The Accountant's Magazine spoke of "the remarkable accuracy" of Who's Who, 1905. The Canada Lancet wrote that "The book contains a vast amount of reliable information regarding persons of note throughout the British Empire". The Law Journal wrote that the "biographical details of judges and leading lawyers . . . so far as we have tested them, are accurate".

Engineering wrote that Who's Who, 1906 gave "accurate information regarding the career of men whose names are frequently before the public in an official or other capacity". Notes and Queries wrote that "For those engaged in literary and journalistic pursuits, Who's Who remains the most trustworthy . . . work of personal reference". The Library World wrote that "its accuracy is well maintained".

The Congregationalist and Christian World wrote that Who's Who, 1907 "comes promptly to aid journalists and others who wish to consult . . . accurate biographies of the leading personages in the Western political and literary world, Britons of course predominating." The Standard called it "a monument of painstaking care". Page's Weekly wrote that "we have subjected Who's Who to several tests and are glad to find that the accuracy which pervades the subject matter is again worthy of high commendation". Medical Record wrote that "The data about Americans mentioned in the work appear to be in the main correct, though we notice that the name of the late Albert Bierstadt, the artist, is retained in the book as though he were still living." The United Service Magazine wrote that "Immense pains are taken to ensure accuracy".

The Dublin Journal of Medical Science wrote that the biographies in Who's Who, 1908 "may be considered to be accurate". The Electrical Review wrote that "the details may generally be regarded as accurate". Page's Weekly added that "We have many occasions had reason to admire the accuracy which is attained by the Editor of Who's Who".

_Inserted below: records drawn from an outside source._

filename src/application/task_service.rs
use std::sync::Arc;
use std::sync::atomic::{AtomicI64, Ordering};

use async_trait::async_trait;
use chrono::Utc;

use crate::domain::error::TaskError;
use crate::domain::repository::TaskRepository;
use crate::domain::task::{NewTask, Task, TaskId, TaskPatch};

#[async_trait]
pub trait TaskService: Send + Sync + 'static {
    async fn list(&self) -> Result<Vec<Task>, TaskError>;
    async fn create(&self, input: NewTask) -> Result<Task, TaskError>;
    async fn update(&self, id: TaskId, patch: TaskPatch) -> Result<Task, TaskError>;
    async fn delete(&self, id: TaskId) -> Result<(), TaskError>;
}

/// Hands out millisecond-timestamp ids, bumped past the last one issued or
/// observed so two creates in the same millisecond never collide.
#[derive(Debug, Default)]
pub struct IdSequence {
    last: AtomicI64,
}

impl IdSequence {
    pub fn next(&self, now_millis: i64) -> TaskId {
        let mut prev = self.last.load(Ordering::Relaxed);
        loop {
            let candidate = now_millis.max(prev + 1);
            match self.last.compare_exchange_weak(prev, candidate, Ordering::Relaxed, Ordering::Relaxed) {
                Ok(_) => return TaskId(candidate.to_string()),
                Err(actual) => prev = actual,
            }
        }
    }

    /// Raises the floor past an existing numeric id. Other ids are ignored.
    pub fn observe(&self, id: &TaskId) {
        if let Ok(n) = id.as_str().parse::<i64>() {
            self.last.fetch_max(n, Ordering::Relaxed);
        }
    }
}

#[derive(Clone)]
pub struct TaskServiceImpl<R: TaskRepository> {
    repo: R,
    ids: Arc<IdSequence>,
}

impl<R: TaskRepository> TaskServiceImpl<R> {
    pub fn new(repo: R) -> Self { Self { repo, ids: Arc::new(IdSequence::default()) } }
}

#[async_trait]
impl<R: TaskRepository> TaskService for TaskServiceImpl<R> {
    async fn list(&self) -> Result<Vec<Task>, TaskError> { self.repo.list().await }

    async fn create(&self, input: NewTask) -> Result<Task, TaskError> {
        input.validate()?;
        // ids already stored, possibly by another process, are never reissued
        for existing in self.repo.list().await? {
            self.ids.observe(&existing.id);
        }
        let now = Utc::now();
        let task = Task::new(self.ids.next(now.timestamp_millis()), input, now);
        self.repo.append(task).await
    }

    async fn update(&self, id: TaskId, patch: TaskPatch) -> Result<Task, TaskError> {
        patch.validate()?;
        self.repo.replace(&id, patch).await
    }

    async fn delete(&self, id: TaskId) -> Result<(), TaskError> {
        if self.repo.remove(&id).await? { Ok(()) } else { Err(TaskError::NotFound(id)) }
    }
}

Country Life wrote that Who's Who, 1909 was "of most praiseworthy accuracy". The Scots Law Times wrote that "The information given about the persons named may be taken as reliable". The Empire Review and Magazine wrote "the great pains taken to ensure accuracy gives to the volume additional value". The American Review of Reviews wrote that it "continues . . . to sustain its high level of accuracy".

Knowledge & Scientific News wrote that Who's Who, 1910 "is kept up-to-date and accurate". The Railway News wrote that "The information is brought thoroughly up to date". Country Life wrote that "This year it appears to be as accurate . . . as usual." Page's Weekly wrote that "Who's Who has a notable reputation to maintain and it is not surprising to find, therefore, that exceptional care is taken to render it a reference work of unimpeachable accuracy."

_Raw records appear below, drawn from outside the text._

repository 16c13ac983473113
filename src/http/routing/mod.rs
use axum::{routing::get, Router};

pub fn app(api: Router) -> Router {
    Router::new()
        .route("/health", get(|| async { "ok" }))
        .nest("/api", api)
}
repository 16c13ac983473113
pub mod json_file_repo;
pub mod sqlite_repo;
pub mod application;
pub mod client;
pub mod config;
pub mod domain;
pub mod http;
pub mod infrastructure;
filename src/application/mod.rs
pub mod task_service;
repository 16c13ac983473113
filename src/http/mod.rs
pub mod routes;
pub mod routing;
pub mod types;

The accuracy of Who's Who 1935 was praised by Public Opinion, by the Solicitors' Journal, by the Irish Law Times and Solicitors' Journal and by the Clinical Journal. The accuracy of Who's Who 1936 was praised by Engineering. The Irish Law Times and Solicitors' Journal also praised the accuracy of that edition, but wrote that the book included an entry for a deceased person. The accuracy of Who's Who 1937 was praised by the Municipal Journal & Public Works Engineer. The accuracy of Who's Who 1938 was praised by the Journal of the Royal Institute of Public Health and Hygiene and by the New Statesman and Nation. The accuracy of Who's Who 1939 was praised by the Journal of the Royal Institute of Public Health and Hygiene.

The accuracy of Who's Who 1940 was praised by the Journal of the Royal Institute of Public Health and Hygiene, and the reliability of that edition was praised by The Tennessee Teacher. The accuracy of Who's Who 1941 was praised by the Journal of the Royal Institute of Public Health and Hygiene, by the Irish Law Times and Solicitors' Journal and by the Municipal Journal & Local Government Administrator. The accuracy of Who's Who, 1942 was praised by the Journal of the Royal Institute of Public Health and Hygiene and by The Accountant. The accuracy of Who's Who, 1943 was praised by the Medical Press and Circular. The accuracy of certain entries in Who's Who, 1944 was praised by the Journal of the Royal Institute of Public Health and Hygiene. The accuracy of Who's Who, 1946 was praised by the Irish Law Times and Solicitors' Journal. The accuracy of Who's Who, 1949 was praised by Subscription Books Bulletin.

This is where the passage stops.